A small group of developers at my company have set up volumes of skill.md and other instructions for the AI to write Jira tickets, then take action on those Jira tickets by writing the code. The AI submits a pull request. Then there's another AI to review the code. They've written the game plan for the AI to do all of this. All the human does now is click "approve" without even reading the PR, and then someone clicks "merge". There's no coding, no critical thinking by a human anymore except for telling the AI what to do... which really anyone at the company could do. I doubt I'll have a job at this company much longer after 8 years employed there.
If you're working in some vanishingly rare domain then maybe it's not yet, but most coding challenges are very much in the wheelhouse of the current frontier models.
I honestly can't see things going back to what it was 5 years ago. We will probably not have the future that Anthropic hopes for, but I think every developer will be required to chat with AI as part of the planning process to reduce a companies "bus factor" risk.
I am constantly looking for a new job, but all of them are also require AI coding experience.
"low effort and convenient" seems to consistently win over "best quality" and this is going to be a downgrade in everything, for everyone
Contrast that to the last 10 years in Linux where things have become immensely better.
Still haven't tried it
"followed up by someone with 5k karma"
Incorrect. Maybe the reply was made in haste
Anytime a comment of mine receives lots of upvoites thare will always be some snarky replies. It's almost guaranteed
These will sometimes include personal attacks
Note all I did here was relate a personal anecdote: I'm not using "AI". HN commenters do this every day, many times off-topic
I expressed no opinion. I did not make any argument, prediction or "recommendation". All I did was state a fact, 100% on-topic
*there
At least use AI to know your enemy...
Actually anything that is about 90% great and 10% disastrously wrong is utter crap given the way people want and do use AI models.

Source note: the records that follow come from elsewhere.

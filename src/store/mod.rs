//! In-memory store for businesses, reviews and community posts.
//!
//! One mutex guards all three collections and the id counters, so id
//! assignment and list mutation are a single atomic unit. Nothing here
//! survives a restart.

use std::sync::Mutex;

use crate::models::{Business, BusinessDraft, BusinessKind, Post, RegionTriple, Review};

#[derive(Debug, Default)]
struct Inner {
    businesses: Vec<Business>,
    reviews: Vec<Review>,
    posts: Vec<Post>,
    business_id_seq: i64,
    post_id_seq: i64,
}

/// Owned listing store; share via `Arc`.
#[derive(Debug, Default)]
pub struct ListingStore {
    inner: Mutex<Inner>,
}

impl ListingStore {
    pub fn new() -> Self {
        Self::default()
    }

    fn lock(&self) -> std::sync::MutexGuard<'_, Inner> {
        // Every operation is a single critical section, so the data stays
        // consistent even if a previous holder panicked
        self.inner.lock().unwrap_or_else(|e| e.into_inner())
    }

    // ==================== BUSINESSES ====================

    /// Insert a new listing and return it. Ids are monotonic and never
    /// reused, even after deletion.
    pub fn create_business(&self, owner: &str, approved: bool, draft: BusinessDraft) -> Business {
        let mut inner = self.lock();
        inner.business_id_seq += 1;
        let business = Business::from_draft(inner.business_id_seq, owner, approved, draft);
        inner.businesses.push(business.clone());
        business
    }

    /// Look up a listing by id.
    pub fn business(&self, id: i64) -> Option<Business> {
        self.lock().businesses.iter().find(|b| b.id == id).cloned()
    }

    /// Approved listings of a kind within a region, optionally narrowed to
    /// one category. Pending listings never show up here.
    pub fn filter_businesses(
        &self,
        kind: BusinessKind,
        region: &RegionTriple,
        category: Option<&str>,
    ) -> Vec<Business> {
        self.lock()
            .businesses
            .iter()
            .filter(|b| b.kind == kind && b.approved && b.region == *region)
            .filter(|b| category.map_or(true, |c| b.category == c))
            .cloned()
            .collect()
    }

    /// Sorted distinct categories across all listings of a kind, approved
    /// or not (feeds the category selector).
    pub fn categories(&self, kind: BusinessKind) -> Vec<String> {
        let inner = self.lock();
        let mut categories: Vec<String> = inner
            .businesses
            .iter()
            .filter(|b| b.kind == kind)
            .map(|b| b.category.clone())
            .collect();
        categories.sort();
        categories.dedup();
        categories
    }

    /// Listings owned by a user, regardless of approval state.
    pub fn businesses_owned_by(&self, owner: &str) -> Vec<Business> {
        self.lock()
            .businesses
            .iter()
            .filter(|b| b.owner == owner)
            .cloned()
            .collect()
    }

    /// Every listing (admin dashboard).
    pub fn all_businesses(&self) -> Vec<Business> {
        self.lock().businesses.clone()
    }

    /// Listings awaiting approval.
    pub fn pending_businesses(&self) -> Vec<Business> {
        self.lock()
            .businesses
            .iter()
            .filter(|b| !b.approved)
            .cloned()
            .collect()
    }

    /// Replace a listing's mutable fields; id, owner, approval and paid
    /// state are preserved. Returns the updated listing.
    pub fn update_business(&self, id: i64, draft: BusinessDraft) -> Option<Business> {
        let mut inner = self.lock();
        let business = inner.businesses.iter_mut().find(|b| b.id == id)?;
        business.apply_draft(draft);
        Some(business.clone())
    }

    /// Approve a pending listing.
    pub fn approve_business(&self, id: i64) -> bool {
        let mut inner = self.lock();
        match inner.businesses.iter_mut().find(|b| b.id == id) {
            Some(b) => {
                b.approved = true;
                true
            }
            None => false,
        }
    }

    /// Flip the entry-fee paid flag.
    pub fn mark_paid(&self, id: i64) -> bool {
        let mut inner = self.lock();
        match inner.businesses.iter_mut().find(|b| b.id == id) {
            Some(b) => {
                b.paid = true;
                true
            }
            None => false,
        }
    }

    /// Remove a listing and every review referencing it. Also used for
    /// admin rejection. Returns whether the listing existed.
    pub fn delete_business(&self, id: i64) -> bool {
        let mut inner = self.lock();
        let before = inner.businesses.len();
        inner.businesses.retain(|b| b.id != id);
        let removed = inner.businesses.len() != before;
        if removed {
            inner.reviews.retain(|r| r.business_id != id);
        }
        removed
    }

    // ==================== REVIEWS ====================

    /// Append a review to a listing.
    pub fn add_review(&self, business_id: i64, username: &str, rating: i32, comment: &str) {
        self.lock().reviews.push(Review {
            business_id,
            username: username.to_string(),
            rating,
            comment: comment.to_string(),
        });
    }

    /// Reviews for one listing, in insertion order.
    pub fn reviews_for(&self, business_id: i64) -> Vec<Review> {
        self.lock()
            .reviews
            .iter()
            .filter(|r| r.business_id == business_id)
            .cloned()
            .collect()
    }

    /// Every review (admin dashboard).
    pub fn all_reviews(&self) -> Vec<Review> {
        self.lock().reviews.clone()
    }

    // ==================== POSTS ====================

    /// Insert a community post and return it.
    pub fn add_post(
        &self,
        title: &str,
        content: &str,
        user: &str,
        region: RegionTriple,
        image_url: Option<String>,
    ) -> Post {
        let mut inner = self.lock();
        inner.post_id_seq += 1;
        let post = Post {
            id: inner.post_id_seq,
            title: title.to_string(),
            content: content.to_string(),
            user: user.to_string(),
            region,
            image_url,
        };
        inner.posts.push(post.clone());
        post
    }

    /// Posts within one region, in insertion order.
    pub fn posts_in(&self, region: &RegionTriple) -> Vec<Post> {
        self.lock()
            .posts
            .iter()
            .filter(|p| p.region == *region)
            .cloned()
            .collect()
    }

    /// Every post (admin dashboard).
    pub fn all_posts(&self) -> Vec<Post> {
        self.lock().posts.clone()
    }
}

/// Average rating for a set of reviews; `None` when there are none.
pub fn average_rating(reviews: &[Review]) -> Option<f64> {
    if reviews.is_empty() {
        return None;
    }
    let sum: i64 = reviews.iter().map(|r| i64::from(r.rating)).sum();
    Some(sum as f64 / reviews.len() as f64)
}

#[cfg(test)]
mod tests {
    use super::*;
    use crate::models::{FeatureFlags, MenuItem, OperatingHours};

    fn region(dong: &str) -> RegionTriple {
        RegionTriple {
            sido: "서울특별시".to_string(),
            sigungu: "마포구".to_string(),
            dong: dong.to_string(),
        }
    }

    fn draft(kind: BusinessKind, category: &str, name: &str) -> BusinessDraft {
        BusinessDraft {
            kind,
            region: region("망원동"),
            category: category.to_string(),
            name: name.to_string(),
            description: "테스트 업체".to_string(),
            phone: None,
            homepage: None,
            blog: None,
            instagram: None,
            address_road: None,
            address_detail: None,
            lat: None,
            lng: None,
            hours: OperatingHours::default(),
            features: FeatureFlags::default(),
            menus: vec![],
            services: vec![],
            image_url: None,
        }
    }

    #[test]
    fn test_ids_are_monotonic_and_never_reused() {
        let store = ListingStore::new();
        let a = store.create_business("alice", false, draft(BusinessKind::Food, "한식", "a"));
        let b = store.create_business("alice", false, draft(BusinessKind::Food, "한식", "b"));
        assert_eq!((a.id, b.id), (1, 2));

        assert!(store.delete_business(b.id));
        let c = store.create_business("alice", false, draft(BusinessKind::Food, "한식", "c"));
        assert_eq!(c.id, 3);
    }

    #[test]
    fn test_filter_returns_only_approved_in_region() {
        let store = ListingStore::new();
        let pending =
            store.create_business("alice", false, draft(BusinessKind::Food, "한식", "대기"));
        let approved =
            store.create_business("admin", true, draft(BusinessKind::Food, "한식", "승인"));
        store.create_business("bob", true, draft(BusinessKind::Repair, "에어컨", "수리"));

        let found = store.filter_businesses(BusinessKind::Food, &region("망원동"), None);
        assert_eq!(found.len(), 1);
        assert_eq!(found[0].id, approved.id);

        store.approve_business(pending.id);
        let found = store.filter_businesses(BusinessKind::Food, &region("망원동"), None);
        assert_eq!(found.len(), 2);

        // Same kind, different dong
        assert!(store
            .filter_businesses(BusinessKind::Food, &region("합정동"), None)
            .is_empty());
    }

    #[test]
    fn test_filter_by_category() {
        let store = ListingStore::new();
        store.create_business("a", true, draft(BusinessKind::Food, "한식", "국밥"));
        store.create_business("a", true, draft(BusinessKind::Food, "중식", "짜장"));

        let korean =
            store.filter_businesses(BusinessKind::Food, &region("망원동"), Some("한식"));
        assert_eq!(korean.len(), 1);
        assert_eq!(korean[0].name, "국밥");
    }

    #[test]
    fn test_categories_sorted_and_distinct() {
        let store = ListingStore::new();
        store.create_business("a", false, draft(BusinessKind::Food, "중식", "x"));
        store.create_business("a", false, draft(BusinessKind::Food, "한식", "y"));
        store.create_business("a", false, draft(BusinessKind::Food, "한식", "z"));

        assert_eq!(store.categories(BusinessKind::Food), vec!["중식", "한식"]);
        assert!(store.categories(BusinessKind::Repair).is_empty());
    }

    #[test]
    fn test_delete_cascades_reviews() {
        let store = ListingStore::new();
        let b1 = store.create_business("a", true, draft(BusinessKind::Food, "한식", "x"));
        let b2 = store.create_business("a", true, draft(BusinessKind::Food, "한식", "y"));
        store.add_review(b1.id, "bob", 5, "좋아요");
        store.add_review(b1.id, "carol", 3, "보통");
        store.add_review(b2.id, "bob", 4, "괜찮아요");

        assert!(store.delete_business(b1.id));
        assert!(store.reviews_for(b1.id).is_empty());
        assert_eq!(store.reviews_for(b2.id).len(), 1);
    }

    #[test]
    fn test_update_preserves_id_approval_and_image() {
        let store = ListingStore::new();
        let mut d = draft(BusinessKind::Food, "한식", "원래이름");
        d.image_url = Some("/static/uploads/a.jpg".to_string());
        let created = store.create_business("alice", true, d);
        store.mark_paid(created.id);

        let mut edit = draft(BusinessKind::Food, "분식", "새이름");
        edit.menus = vec![MenuItem {
            name: "떡볶이".to_string(),
            price: "5000".to_string(),
        }];
        let updated = store.update_business(created.id, edit).unwrap();

        assert_eq!(updated.id, created.id);
        assert!(updated.approved);
        assert!(updated.paid);
        assert_eq!(updated.owner, "alice");
        assert_eq!(updated.name, "새이름");
        assert_eq!(updated.category, "분식");
        assert_eq!(updated.menus.len(), 1);
        // No replacement image supplied, the old one stays
        assert_eq!(updated.image_url.as_deref(), Some("/static/uploads/a.jpg"));
    }

    #[test]
    fn test_average_rating() {
        let store = ListingStore::new();
        let b = store.create_business("a", true, draft(BusinessKind::Food, "한식", "x"));
        assert_eq!(average_rating(&store.reviews_for(b.id)), None);

        store.add_review(b.id, "bob", 5, "");
        store.add_review(b.id, "carol", 2, "");
        assert_eq!(average_rating(&store.reviews_for(b.id)), Some(3.5));
    }

    #[test]
    fn test_posts_filtered_by_region() {
        let store = ListingStore::new();
        store.add_post("제목", "내용", "alice", region("망원동"), None);
        store.add_post("다른동", "내용", "bob", region("합정동"), None);

        let posts = store.posts_in(&region("망원동"));
        assert_eq!(posts.len(), 1);
        assert_eq!(posts[0].user, "alice");
        assert_eq!(posts[0].id, 1);
    }
}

They are great tools in the right hands and awful in the wrong.
the tech is pretty good at helping identify simple bugs when they happen and to write short sections of code given very explicit instructions but yeah I have yet to see good examples of short one sentence ideas turned into a working product that looks better than anything that could be a UDemy tutorial app.
- I'm getting my roof replaced due to hail damage. Insurance originally covered only $5k due to depreciation. I fed the insurance policy to AI. I learned about the appraisal clause and invoked it. At the end, I got another $6,500 back.
- I was having issues with plumbing. Four different plumbers came, they all said the cast iron pipes under the house need to change. Quotes ranged from $35k to $55k. I had AI walk me through the process. It taught me about the yard line vs. under-slab distinction, and suggested getting just the yard line replaced first because it's much cheaper and can fix the issue. I did that and spent $6k. The issue was fixed. I "saved" $30k for now by deferring that massive month-long project. (For brevity, I'm omitting a ton of boring technical stuff I learned about plumbing that helped me make the optimal decision - none of the contractors bothered explaining any of it.)
- My 2010 Hyundai Santa Fe is starting to show its age. I've taken it to multiple different repair shops, then fed their diagnoses and recommendations to AI and figured out which ones are trying to fleece me and which ones are being more careful and conservative with their repair recommendations. Probably saved several thousand dollars there. Learned a lot about cars too!
- My partner and I are converting the backyard to a wildlife sanctuary. The AI helped us plan what to plant where (depending on lots of factors like sunlight location, irrigation access, etc.) and it has been going really well. Also planned out a dragonfly pond to deal with mosquitoes. AI created a project plan, including schematics, material purchase list and step-by-step instructions.
- I've been wanting to do various other home improvement projects, but only ones that make financial sense. I took photos of my house, both inside and outside, and fed them to AI, and said "give me a list of projects I can do that will have high ROI for when I decide to sell this house". It spent 15 mins doing deep research, then came back with a long, prioritized list. If I do all the projects, I'd be spending about $40k and it would improve the house valuation by about $90k.
I can go on. There's probably dozens of stuff that I've used it for over the past year that led to massive time and money savings, and I've learned a ton as well about topics I normally would not have been exposed to or bothered to research myself. And I'm not even including all the work-related usage, both for my employer and my side business. That would be its own very long list.